Hayden Soloway:          Yes.

Greg McIntyre:             I don’t know if my show would stay on [crosstalk 00:30:10].

Hayden Soloway:          They banned him [crosstalk 00:30:07].

Greg McIntyre:             I would be banned, for multiple reasons. But here, we keep it PC and we keep it within line, but we have a lot of good discussions. So anyway, I appreciate it. [crosstalk 00:30:18] Yeah. If you want to do a political side. Oh, okay. It would be cause I would shout, you know, I would throw out some challenging questions.

Hayden Soloway:          Of course you would.It’d be fun.

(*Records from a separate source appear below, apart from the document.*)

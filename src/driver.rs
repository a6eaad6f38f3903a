use std::time::Duration;

use serde::{Deserialize, Serialize};
use tokio::time::sleep;
use tracing::{info, warn};

use crate::error::RoomcastError;
use crate::notify::{
    DeliveryController, DeliveryResult, JobMetadata, LogSource, NotificationConfig,
    PayloadSender, Status,
};
use crate::state_machine::{Dispatch, DispatchRecord, DispatchStatus, RetryConfig, Transition};

/// Something that can make one delivery attempt. Called repeatedly by [`RetryDriver`].
pub trait AttemptDelivery {
    async fn attempt_delivery(&self) -> DeliveryResult;
}

/// A notification bound to its controller and inputs, ready to be attempted.
pub struct PendingNotification<'a, T, L: ?Sized> {
    pub controller: &'a DeliveryController<T>,
    pub config: &'a NotificationConfig,
    pub status: Status,
    pub meta: &'a JobMetadata,
    pub logs: &'a L,
}

impl<T, L> AttemptDelivery for PendingNotification<'_, T, L>
where
    T: PayloadSender,
    L: LogSource + ?Sized,
{
    async fn attempt_delivery(&self) -> DeliveryResult {
        self.controller
            .notify(self.status, self.meta, self.logs, self.config)
            .await
    }
}

/// Which job outcomes produce a notification at all.
#[derive(Debug, Clone, Copy, PartialEq, Eq, Serialize, Deserialize)]
pub struct NotifyOn {
    pub on_success: bool,
    pub on_warning: bool,
    pub on_failure: bool,
}

impl Default for NotifyOn {
    fn default() -> Self {
        Self {
            on_success: true,
            on_warning: true,
            on_failure: true,
        }
    }
}

impl NotifyOn {
    /// Each flag also enables the more severe statuses.
    pub fn allows(&self, status: Status) -> bool {
        match status {
            Status::Success => self.on_success,
            Status::Warning => self.on_success || self.on_warning,
            Status::Failure => self.on_success || self.on_warning || self.on_failure,
        }
    }
}

/// Receives retry events, e.g. to update a terminal spinner.
pub trait DispatchObserver {
    fn retrying(&self, _retry: u32, _max: u32, _reason: &str, _wait: Duration) {}
}

impl DispatchObserver for () {}

/// Calls a single-attempt delivery until it succeeds or the retry budget runs out.
pub struct RetryDriver {
    name: String,
    retry: RetryConfig,
    notify_on: NotifyOn,
}

impl RetryDriver {
    pub fn new(name: impl Into<String>, retry: RetryConfig, notify_on: NotifyOn) -> Self {
        Self {
            name: name.into(),
            retry,
            notify_on,
        }
    }

    /// Deliver the notification for `status`, returning the dispatch record.
    ///
    /// Fails with [`RoomcastError::DeliveryFailed`] carrying the last observed
    /// error once attempts are exhausted or a non-retryable failure occurs.
    pub async fn perform<A, O>(
        &self,
        status: Status,
        attempt: &A,
        observer: &O,
    ) -> Result<DispatchRecord, RoomcastError>
    where
        A: AttemptDelivery,
        O: DispatchObserver + ?Sized,
    {
        let mut dispatch = Dispatch::new(status, self.retry.clone());

        if !self.notify_on.allows(status) {
            info!(notifier = %self.name, %status, "notification disabled for status, skipping");
            dispatch.skip();
            return Ok(DispatchRecord::from_dispatch(&dispatch));
        }

        loop {
            info!(notifier = %self.name, %status, "sending notification");
            let result = attempt.attempt_delivery().await;

            match dispatch.record_attempt(result) {
                Transition::Retry {
                    retry,
                    wait,
                    reason,
                } => {
                    warn!(
                        notifier = %self.name,
                        "Retry #{retry} of {}: {reason} (waiting {}s)",
                        self.retry.max_retries,
                        wait.as_secs()
                    );
                    observer.retrying(retry, self.retry.max_retries, &reason, wait);
                    sleep(wait).await;
                }
                Transition::Complete(DispatchStatus::Delivered) => {
                    info!(notifier = %self.name, attempts = dispatch.attempts, "notification delivered");
                    return Ok(DispatchRecord::from_dispatch(&dispatch));
                }
                Transition::Complete(_) => {
                    return Err(RoomcastError::DeliveryFailed {
                        notifier: self.name.clone(),
                        attempts: dispatch.attempts,
                        detail: dispatch.last_error().unwrap_or("unknown error").to_string(),
                    });
                }
            }
        }
    }
}
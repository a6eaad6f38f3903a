use std::time::Duration;

use chrono::{DateTime, Utc};
use serde::{Deserialize, Serialize};
use uuid::Uuid;

use crate::notify::{DeliveryResult, FailureKind, Status};

/// Tracks the lifecycle of a dispatch across attempts.
#[derive(Debug, Clone, Copy, PartialEq, Eq, Serialize, Deserialize)]
#[serde(rename_all = "snake_case")]
pub enum DispatchStatus {
    Pending,
    InFlight,
    Delivered,
    Failed,
    /// Gated out by `on_success` / `on_warning` / `on_failure`.
    Skipped,
}

/// Configuration for retry behavior.
#[derive(Debug, Clone, Serialize, Deserialize)]
pub struct RetryConfig {
    /// Retries allowed after the first attempt.
    pub max_retries: u32,
    /// Fixed wait between attempts, in seconds.
    pub retry_waitsec: u64,
}

impl Default for RetryConfig {
    fn default() -> Self {
        Self {
            max_retries: 10,
            retry_waitsec: 30,
        }
    }
}

impl RetryConfig {
    pub fn wait(&self) -> Duration {
        Duration::from_secs(self.retry_waitsec)
    }
}

/// Whether another attempt could succeed after this failure.
///
/// Network errors, 5xx and 429 are transient; config errors and other 4xx are not.
pub fn is_retryable(result: &DeliveryResult) -> bool {
    match result.failure {
        None => false,
        Some(FailureKind::Configuration) => false,
        Some(FailureKind::Transport { .. }) => true,
        Some(FailureKind::ServerRejection) => {
            matches!(result.status_code, Some(code) if code >= 500 || code == 429)
        }
    }
}

/// The decision taken after recording an attempt.
#[derive(Debug, Clone, PartialEq)]
pub enum Transition {
    /// Wait, then attempt again.
    Retry {
        retry: u32,
        wait: Duration,
        reason: String,
    },
    /// No more attempts: delivered, or failed for good.
    Complete(DispatchStatus),
}

/// One notification being delivered, possibly over several attempts.
#[derive(Debug, Clone, Serialize, Deserialize)]
pub struct Dispatch {
    pub id: String,
    pub status: Status,
    pub state: DispatchStatus,
    pub attempts: u32,
    pub retry_config: RetryConfig,
    pub last_result: Option<DeliveryResult>,
    pub created_at: DateTime<Utc>,
    pub updated_at: DateTime<Utc>,
}

impl Dispatch {
    pub fn new(status: Status, retry_config: RetryConfig) -> Self {
        let now = Utc::now();
        Self {
            id: Uuid::new_v4().to_string(),
            status,
            state: DispatchStatus::Pending,
            attempts: 0,
            retry_config,
            last_result: None,
            created_at: now,
            updated_at: now,
        }
    }

    pub fn skip(&mut self) {
        self.state = DispatchStatus::Skipped;
        self.updated_at = Utc::now();
    }

    /// Record the result of an attempt and decide what happens next.
    ///
    /// A retryable failure is retried while `attempts <= max_retries`, so at most
    /// `max_retries + 1` attempts are made.
    pub fn record_attempt(&mut self, result: DeliveryResult) -> Transition {
        self.attempts += 1;
        self.updated_at = Utc::now();

        let transition = if result.succeeded {
            Transition::Complete(DispatchStatus::Delivered)
        } else if is_retryable(&result) && self.attempts <= self.retry_config.max_retries {
            Transition::Retry {
                retry: self.attempts,
                wait: self.retry_config.wait(),
                reason: result
                    .error_detail
                    .clone()
                    .unwrap_or_else(|| "unknown error".to_string()),
            }
        } else {
            Transition::Complete(DispatchStatus::Failed)
        };

        self.state = match &transition {
            Transition::Retry { .. } => DispatchStatus::InFlight,
            Transition::Complete(state) => *state,
        };
        self.last_result = Some(result);
        transition
    }

    /// Detail of the last failure, if any.
    pub fn last_error(&self) -> Option<&str> {
        self.last_result
            .as_ref()
            .and_then(|r| r.error_detail.as_deref())
    }
}

/// Structured audit record produced when a dispatch finishes.
#[derive(Debug, Clone, Serialize, Deserialize)]
pub struct DispatchRecord {
    pub dispatch_id: String,
    pub status: Status,
    pub outcome: DispatchStatus,
    pub attempts: u32,
    pub max_retries: u32,
    pub last_status_code: Option<u16>,
    pub last_error: Option<String>,
    pub started_at: DateTime<Utc>,
    pub completed_at: DateTime<Utc>,
    pub duration_ms: i64,
}

impl DispatchRecord {
    pub fn from_dispatch(dispatch: &Dispatch) -> Self {
        let now = Utc::now();
        Self {
            dispatch_id: dispatch.id.clone(),
            status: dispatch.status,
            outcome: dispatch.state,
            attempts: dispatch.attempts,
            max_retries: dispatch.retry_config.max_retries,
            last_status_code: dispatch.last_result.as_ref().and_then(|r| r.status_code),
            last_error: dispatch.last_error().map(str::to_string),
            started_at: dispatch.created_at,
            completed_at: now,
            duration_ms: (now - dispatch.created_at).num_milliseconds(),
        }
    }
}

#[cfg(test)]
mod tests {
    use super::*;
    use crate::notify::NotifyError;

    fn make_dispatch(max_retries: u32) -> Dispatch {
        Dispatch::new(
            Status::Failure,
            RetryConfig {
                max_retries,
                retry_waitsec: 0,
            },
        )
    }

    fn rejected(code: u16) -> DeliveryResult {
        DeliveryResult::failed(&NotifyError::ServerRejection {
            code,
            reason: "test".into(),
        })
    }

    fn network_down() -> DeliveryResult {
        DeliveryResult {
            succeeded: false,
            status_code: None,
            error_detail: Some("transport error: connection refused".into()),
            failure: Some(FailureKind::Transport { timed_out: false }),
        }
    }

    #[test]
    fn dispatch_creation_defaults() {
        let dispatch = Dispatch::new(Status::Success, RetryConfig::default());
        assert_eq!(dispatch.state, DispatchStatus::Pending);
        assert_eq!(dispatch.attempts, 0);
        assert_eq!(dispatch.retry_config.max_retries, 10);
        assert_eq!(dispatch.retry_config.retry_waitsec, 30);
        assert!(dispatch.last_result.is_none());
    }

    #[test]
    fn retry_classification() {
        assert!(is_retryable(&network_down()));
        assert!(is_retryable(&rejected(500)));
        assert!(is_retryable(&rejected(503)));
        assert!(is_retryable(&rejected(429)));
        assert!(!is_retryable(&rejected(401)));
        assert!(!is_retryable(&rejected(404)));
        assert!(!is_retryable(&DeliveryResult::failed(&NotifyError::Config(
            "bad".into()
        ))));
        assert!(!is_retryable(&DeliveryResult::delivered(200)));
    }

    #[test]
    fn transient_failure_retries_then_fails() {
        let mut dispatch = make_dispatch(2);

        let t = dispatch.record_attempt(rejected(503));
        assert!(matches!(t, Transition::Retry { retry: 1, .. }));
        assert_eq!(dispatch.state, DispatchStatus::InFlight);

        let t = dispatch.record_attempt(network_down());
        assert!(matches!(t, Transition::Retry { retry: 2, .. }));

        let t = dispatch.record_attempt(rejected(502));
        assert_eq!(t, Transition::Complete(DispatchStatus::Failed));
        assert_eq!(dispatch.attempts, 3);
        assert_eq!(dispatch.last_error(), Some("Invalid server response 502: test"));
    }

    #[test]
    fn client_error_fails_immediately() {
        let mut dispatch = make_dispatch(5);
        let t = dispatch.record_attempt(rejected(401));
        assert_eq!(t, Transition::Complete(DispatchStatus::Failed));
        assert_eq!(dispatch.attempts, 1);
        assert_eq!(dispatch.state, DispatchStatus::Failed);
    }

    #[test]
    fn zero_retries_fails_on_first_error() {
        let mut dispatch = make_dispatch(0);
        let t = dispatch.record_attempt(network_down());
        assert_eq!(t, Transition::Complete(DispatchStatus::Failed));
    }

    #[test]
    fn retry_then_deliver() {
        let mut dispatch = make_dispatch(3);
        dispatch.record_attempt(network_down());
        let t = dispatch.record_attempt(DeliveryResult::delivered(200));
        assert_eq!(t, Transition::Complete(DispatchStatus::Delivered));
        assert_eq!(dispatch.attempts, 2);
        assert!(dispatch.last_error().is_none());
    }

    #[test]
    fn retry_reason_is_error_detail() {
        let mut dispatch = make_dispatch(1);
        match dispatch.record_attempt(rejected(500)) {
            Transition::Retry { reason, wait, .. } => {
                assert_eq!(reason, "Invalid server response 500: test");
                assert_eq!(wait, Duration::ZERO);
            }
            other => panic!("expected retry, got {other:?}"),
        }
    }

    #[test]
    fn record_from_dispatch() {
        let mut dispatch = make_dispatch(0);
        dispatch.record_attempt(rejected(500));
        let record = DispatchRecord::from_dispatch(&dispatch);

        assert_eq!(record.dispatch_id, dispatch.id);
        assert_eq!(record.outcome, DispatchStatus::Failed);
        assert_eq!(record.attempts, 1);
        assert_eq!(record.last_status_code, Some(500));
        assert!(record.duration_ms >= 0);

        let json = serde_json::to_string(&record).unwrap();
        assert!(json.contains(r#""outcome":"failed""#));
        assert!(json.contains(r#""status":"failure""#));
    }
}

Greg McIntyre:             It’d be fun.

Hayden Soloway:          I’m prepared.

Greg McIntyre:             And feisty.

Hayden Soloway:          I’m prepared.

Greg McIntyre:             I know.

Hayden Soloway:          It would be different. I mean this is really off the cuff. It’s spontaneous. None of this. We came up with a general plan and one idea, maybe three or four basic things we wanted to discuss and then we expand on it from there. If we had a political show, we would have much more organized notes written. At least I would. We’ll do one one day.

Greg McIntyre:             [crosstalk 00:30:54] is killing it on his review show. You ever listen to [crosstalk 00:30:57] ? I.

Hayden Soloway:          I think I do occasionally.

Greg McIntyre:             I Don’t think you really organize the plans. I think he just [crosstalk 00:31:01] Oh God. Oh God. Sorry. I’m not with her.

Hayden Soloway:          No he said so.

Greg McIntyre:             I’m just kidding.

Hayden Soloway:          He ran a good campaign

Greg McIntyre:             Right, right.

Hayden Soloway:          He had good ideas. An he announced [crosstalk 00:31:15]

Greg McIntyre:             Sure.

Hayden Soloway:          From a point of view a Republican would take ,he had really a good,

Greg McIntyre:             Do you think it was in the bag?

Hayden Soloway:          I think so.

Greg McIntyre:             He didn’t think [inaudible 00:31:28] was going to be such a contender. [crosstalk 00:31:28]

Hayden Soloway:          But he said that himself [crosstalk 00:31:29] and he said he was considering running for office again. I think possibly Senate.

Greg McIntyre:             He’s talked about that. He’s talked about [crosstalk 00:31:35]

Hayden Soloway:          So we’ll probably see him in another. [inaudible 00:31:42]

Greg McIntyre:             I mean isn’t that true? Like the political realm or anything? How, see all of everything relates back to estate planning.

Hayden Soloway:          I want to see where this goes.

Greg McIntyre:             The organized plan wins.

Hayden Soloway:          Yes.

Greg McIntyre:             The person who plans, the person who has the defined goal, the person who …maps out their plan for success will achieve their goals, he who adheres to that plan wins, every single time. Okay. In politics or in life or in estate planning and probate. Right. So its important to plan, so right now this episode is brought to you by [inaudible 00:32:22] (laughter).

Greg McIntyre:             Who would tell you? Planning is extremely important. I didn’t say that about Hayden. So anyway, thank you.

Hayden Soloway:          He’s a good guy.

Greg McIntyre:             He’s a great guy.

Hayden Soloway:          Whether you’re a Democrat or a Republican [crosstalk 00:32:35].

Greg McIntyre:             Yeah, Democrats and or both.

Hayden Soloway:          He’s the one to listen to.

Greg McIntyre:             Sure, sure. Anyway, thanks for listening guys and watching and we’ll be back. So I’m going to try to persuade Hayden to come back. I don’t know if you want Hayden to come back. Give me a thumbs up or a shout out in the comments. Okay. Cause I’m miss her. Anyway, have a good day. Goodbye.